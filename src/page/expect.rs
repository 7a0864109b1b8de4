//! Assertions over the live page
//!
//! Each check fails with [`UiError::Assertion`] carrying a message that names
//! the locator and both the expected and the actual value.

use crate::driver::{normalize_whitespace, Driver, Locator, WaitState};
use crate::error::{Result, UiError};
use regex::Regex;
use std::fmt::Debug;
use std::time::{Duration, Instant};

const URL_POLL_INTERVAL: Duration = Duration::from_millis(100);

pub fn assert_equals<T>(actual: &T, expected: &T, what: &str) -> Result<()>
where
    T: PartialEq + Debug + ?Sized,
{
    if actual == expected {
        Ok(())
    } else {
        Err(UiError::assertion(format!(
            "{}: expected {:?}, got {:?}",
            what, expected, actual
        )))
    }
}

pub fn assert_contains(actual: &str, substring: &str, what: &str) -> Result<()> {
    if actual.contains(substring) {
        Ok(())
    } else {
        Err(UiError::assertion(format!(
            "{}: expected {:?} to contain {:?}",
            what, actual, substring
        )))
    }
}

/// Wait for `locator` to render, failing as an assertion if it never does.
pub async fn expect_visible(
    driver: &dyn Driver,
    locator: &Locator,
    timeout: Duration,
) -> Result<()> {
    match driver.wait_for(locator, WaitState::Visible, timeout).await {
        Ok(()) => Ok(()),
        Err(e) if e.is_not_found() => Err(UiError::assertion(format!(
            "expected {} to be visible within {:?}",
            locator, timeout
        ))),
        Err(e) => Err(e),
    }
}

/// The single node behind `locator` must have exactly `expected` as its
/// text (whitespace-normalised on both sides).
pub async fn expect_text(
    driver: &dyn Driver,
    locator: &Locator,
    expected: &str,
    timeout: Duration,
) -> Result<()> {
    match driver.wait_for(locator, WaitState::Attached, timeout).await {
        Ok(()) => {}
        Err(e) if e.is_not_found() => {
            return Err(UiError::assertion(format!(
                "expected {} to have text {:?}, but no element matched within {:?}",
                locator, expected, timeout
            )))
        }
        Err(e) => return Err(e),
    }

    let texts = driver.text_contents(locator).await?;
    if texts.len() != 1 {
        return Err(UiError::assertion(format!(
            "expected {} to resolve to one element with text {:?}, found {}",
            locator,
            expected,
            texts.len()
        )));
    }

    assert_equals(
        normalize_whitespace(&texts[0]).as_str(),
        normalize_whitespace(expected).as_str(),
        &format!("text of {}", locator),
    )
}

/// The rendered text of the visible node behind `locator` contains `substring`.
pub async fn expect_contains_text(
    driver: &dyn Driver,
    locator: &Locator,
    substring: &str,
    timeout: Duration,
) -> Result<()> {
    expect_visible(driver, locator, timeout).await?;
    let text = driver.inner_text(locator).await?;
    assert_contains(&text, substring, &format!("text of {}", locator))
}

/// Field value must equal `expected` byte for byte.
pub async fn expect_value(driver: &dyn Driver, locator: &Locator, expected: &str) -> Result<()> {
    let actual = driver.input_value(locator).await?;
    assert_equals(actual.as_str(), expected, &format!("value of {}", locator))
}

/// Wait until the session URL matches `pattern`.
pub async fn expect_url(driver: &dyn Driver, pattern: &Regex, timeout: Duration) -> Result<()> {
    let started = Instant::now();
    loop {
        let url = driver.current_url().await?;
        if pattern.is_match(&url) {
            return Ok(());
        }
        if started.elapsed() >= timeout {
            return Err(UiError::assertion(format!(
                "expected URL to match /{}/ within {:?}, got {:?}",
                pattern.as_str(),
                timeout,
                url
            )));
        }
        tokio::time::sleep(URL_POLL_INTERVAL).await;
    }
}
//! Scenario data for the authentication suite

use crate::error::Result;
use crate::page::AuthSelectors;
use serde::Deserialize;

/// Embedded copy of `testdata/auth-users.json`
const AUTH_USERS_JSON: &str = include_str!("../../testdata/auth-users.json");

pub const LOCKED_OUT_USER: &str = "locked_out_user";
pub const SHARED_PASSWORD: &str = "secret_sauce";

#[derive(Debug, Clone, Deserialize)]
pub struct AuthData {
    pub elements: Elements,
    pub users: Vec<UserCredentials>,
}

#[derive(Debug, Clone, Deserialize)]
#[serde(rename_all = "camelCase")]
pub struct Elements {
    pub title_logo: String,
    #[serde(rename = "titlesH4")]
    pub titles_h4: Vec<String>,
    pub list_of_users: Vec<String>,
    pub list_of_passwords: Vec<String>,
    pub buttons: Vec<ButtonSpec>,
    pub auth_page_selectors: AuthSelectors,
}

#[derive(Debug, Clone, Deserialize)]
pub struct ButtonSpec {
    #[serde(rename = "class")]
    pub selector: String,
    pub label: String,
}

#[derive(Debug, Clone, Deserialize)]
pub struct UserCredentials {
    pub username: String,
    pub password: String,
}

impl UserCredentials {
    /// Logins that the storefront rejects with an error banner
    pub fn expects_error(&self) -> bool {
        self.username == LOCKED_OUT_USER || self.username.is_empty() || self.password.is_empty()
    }

    pub fn display_name(&self) -> &str {
        if self.username.is_empty() {
            "empty credentials"
        } else {
            &self.username
        }
    }
}

impl AuthData {
    pub fn embedded() -> Result<Self> {
        Self::from_json(AUTH_USERS_JSON)
    }

    pub fn from_json(json: &str) -> Result<Self> {
        Ok(serde_json::from_str(json)?)
    }
}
-- -- --
PROBLEM STATEMENT
All of the records should be transcribed exactly, with nothing left out.

ANSWER BELOW
filename src/page/expect.rs
repository 7a0864109b1b8de4
//! Assertions over the live page
//!
//! Each check fails with [`UiError::Assertion`] carrying a message that names
//! the locator and both the expected and the actual value.

use crate::driver::{normalize_whitespace, Driver, Locator, WaitState};
use crate::error::{Result, UiError};
use regex::Regex;
use std::fmt::Debug;
use std::time::{Duration, Instant};

const URL_POLL_INTERVAL: Duration = Duration::from_millis(100);

pub fn assert_equals<T>(actual: &T, expected: &T, what: &str) -> Result<()>
where
    T: PartialEq + Debug + ?Sized,
{
    if actual == expected {
        Ok(())
    } else {
        Err(UiError::assertion(format!(
            "{}: expected {:?}, got {:?}",
            what, expected, actual
        )))
    }
}

pub fn assert_contains(actual: &str, substring: &str, what: &str) -> Result<()> {
    if actual.contains(substring) {
        Ok(())
    } else {
        Err(UiError::assertion(format!(
            "{}: expected {:?} to contain {:?}",
            what, actual, substring
        )))
    }
}

/// Wait for `locator` to render, failing as an assertion if it never does.
pub async fn expect_visible(
    driver: &dyn Driver,
    locator: &Locator,
    timeout: Duration,
) -> Result<()> {
    match driver.wait_for(locator, WaitState::Visible, timeout).await {
        Ok(()) => Ok(()),
        Err(e) if e.is_not_found() => Err(UiError::assertion(format!(
            "expected {} to be visible within {:?}",
            locator, timeout
        ))),
        Err(e) => Err(e),
    }
}

/// The single node behind `locator` must have exactly `expected` as its
/// text (whitespace-normalised on both sides).
pub async fn expect_text(
    driver: &dyn Driver,
    locator: &Locator,
    expected: &str,
    timeout: Duration,
) -> Result<()> {
    match driver.wait_for(locator, WaitState::Attached, timeout).await {
        Ok(()) => {}
        Err(e) if e.is_not_found() => {
            return Err(UiError::assertion(format!(
                "expected {} to have text {:?}, but no element matched within {:?}",
                locator, expected, timeout
            )))
        }
        Err(e) => return Err(e),
    }

    let texts = driver.text_contents(locator).await?;
    if texts.len() != 1 {
        return Err(UiError::assertion(format!(
            "expected {} to resolve to one element with text {:?}, found {}",
            locator,
            expected,
            texts.len()
        )));
    }

    assert_equals(
        normalize_whitespace(&texts[0]).as_str(),
        normalize_whitespace(expected).as_str(),
        &format!("text of {}", locator),
    )
}

/// The rendered text of the visible node behind `locator` contains `substring`.
pub async fn expect_contains_text(
    driver: &dyn Driver,
    locator: &Locator,
    substring: &str,
    timeout: Duration,
) -> Result<()> {
    expect_visible(driver, locator, timeout).await?;
    let text = driver.inner_text(locator).await?;
    assert_contains(&text, substring, &format!("text of {}", locator))
}

/// Field value must equal `expected` byte for byte.
pub async fn expect_value(driver: &dyn Driver, locator: &Locator, expected: &str) -> Result<()> {
    let actual = driver.input_value(locator).await?;
    assert_equals(actual.as_str(), expected, &format!("value of {}", locator))
}

/// Wait until the session URL matches `pattern`.
pub async fn expect_url(driver: &dyn Driver, pattern: &Regex, timeout: Duration) -> Result<()> {
    let started = Instant::now();
    loop {
        let url = driver.current_url().await?;
        if pattern.is_match(&url) {
            return Ok(());
        }
        if started.elapsed() >= timeout {
            return Err(UiError::assertion(format!(
                "expected URL to match /{}/ within {:?}, got {:?}",
                pattern.as_str(),
                timeout,
                url
            )));
        }
        tokio::time::sleep(URL_POLL_INTERVAL).await;
    }
}
//! Scenario data for the authentication suite

use crate::error::Result;
use crate::page::AuthSelectors;
use serde::Deserialize;

/// Embedded copy of `testdata/auth-users.json`
const AUTH_USERS_JSON: &str = include_str!("../../testdata/auth-users.json");

pub const LOCKED_OUT_USER: &str = "locked_out_user";
pub const SHARED_PASSWORD: &str = "secret_sauce";

#[derive(Debug, Clone, Deserialize)]
pub struct AuthData {
    pub elements: Elements,
    pub users: Vec<UserCredentials>,
}

#[derive(Debug, Clone, Deserialize)]
#[serde(rename_all = "camelCase")]
pub struct Elements {
    pub title_logo: String,
    #[serde(rename = "titlesH4")]
    pub titles_h4: Vec<String>,
    pub list_of_users: Vec<String>,
    pub list_of_passwords: Vec<String>,
    pub buttons: Vec<ButtonSpec>,
    pub auth_page_selectors: AuthSelectors,
}

#[derive(Debug, Clone, Deserialize)]
pub struct ButtonSpec {
    #[serde(rename = "class")]
    pub selector: String,
    pub label: String,
}

#[derive(Debug, Clone, Deserialize)]
pub struct UserCredentials {
    pub username: String,
    pub password: String,
}

impl UserCredentials {
    /// Logins that the storefront rejects with an error banner
    pub fn expects_error(&self) -> bool {
        self.username == LOCKED_OUT_USER || self.username.is_empty() || self.password.is_empty()
    }

    pub fn display_name(&self) -> &str {
        if self.username.is_empty() {
            "empty credentials"
        } else {
            &self.username
        }
    }
}

impl AuthData {
    pub fn embedded() -> Result<Self> {
        Self::from_json(AUTH_USERS_JSON)
    }

    pub fn from_json(json: &str) -> Result<Self> {
        Ok(serde_json::from_str(json)?)
    }
}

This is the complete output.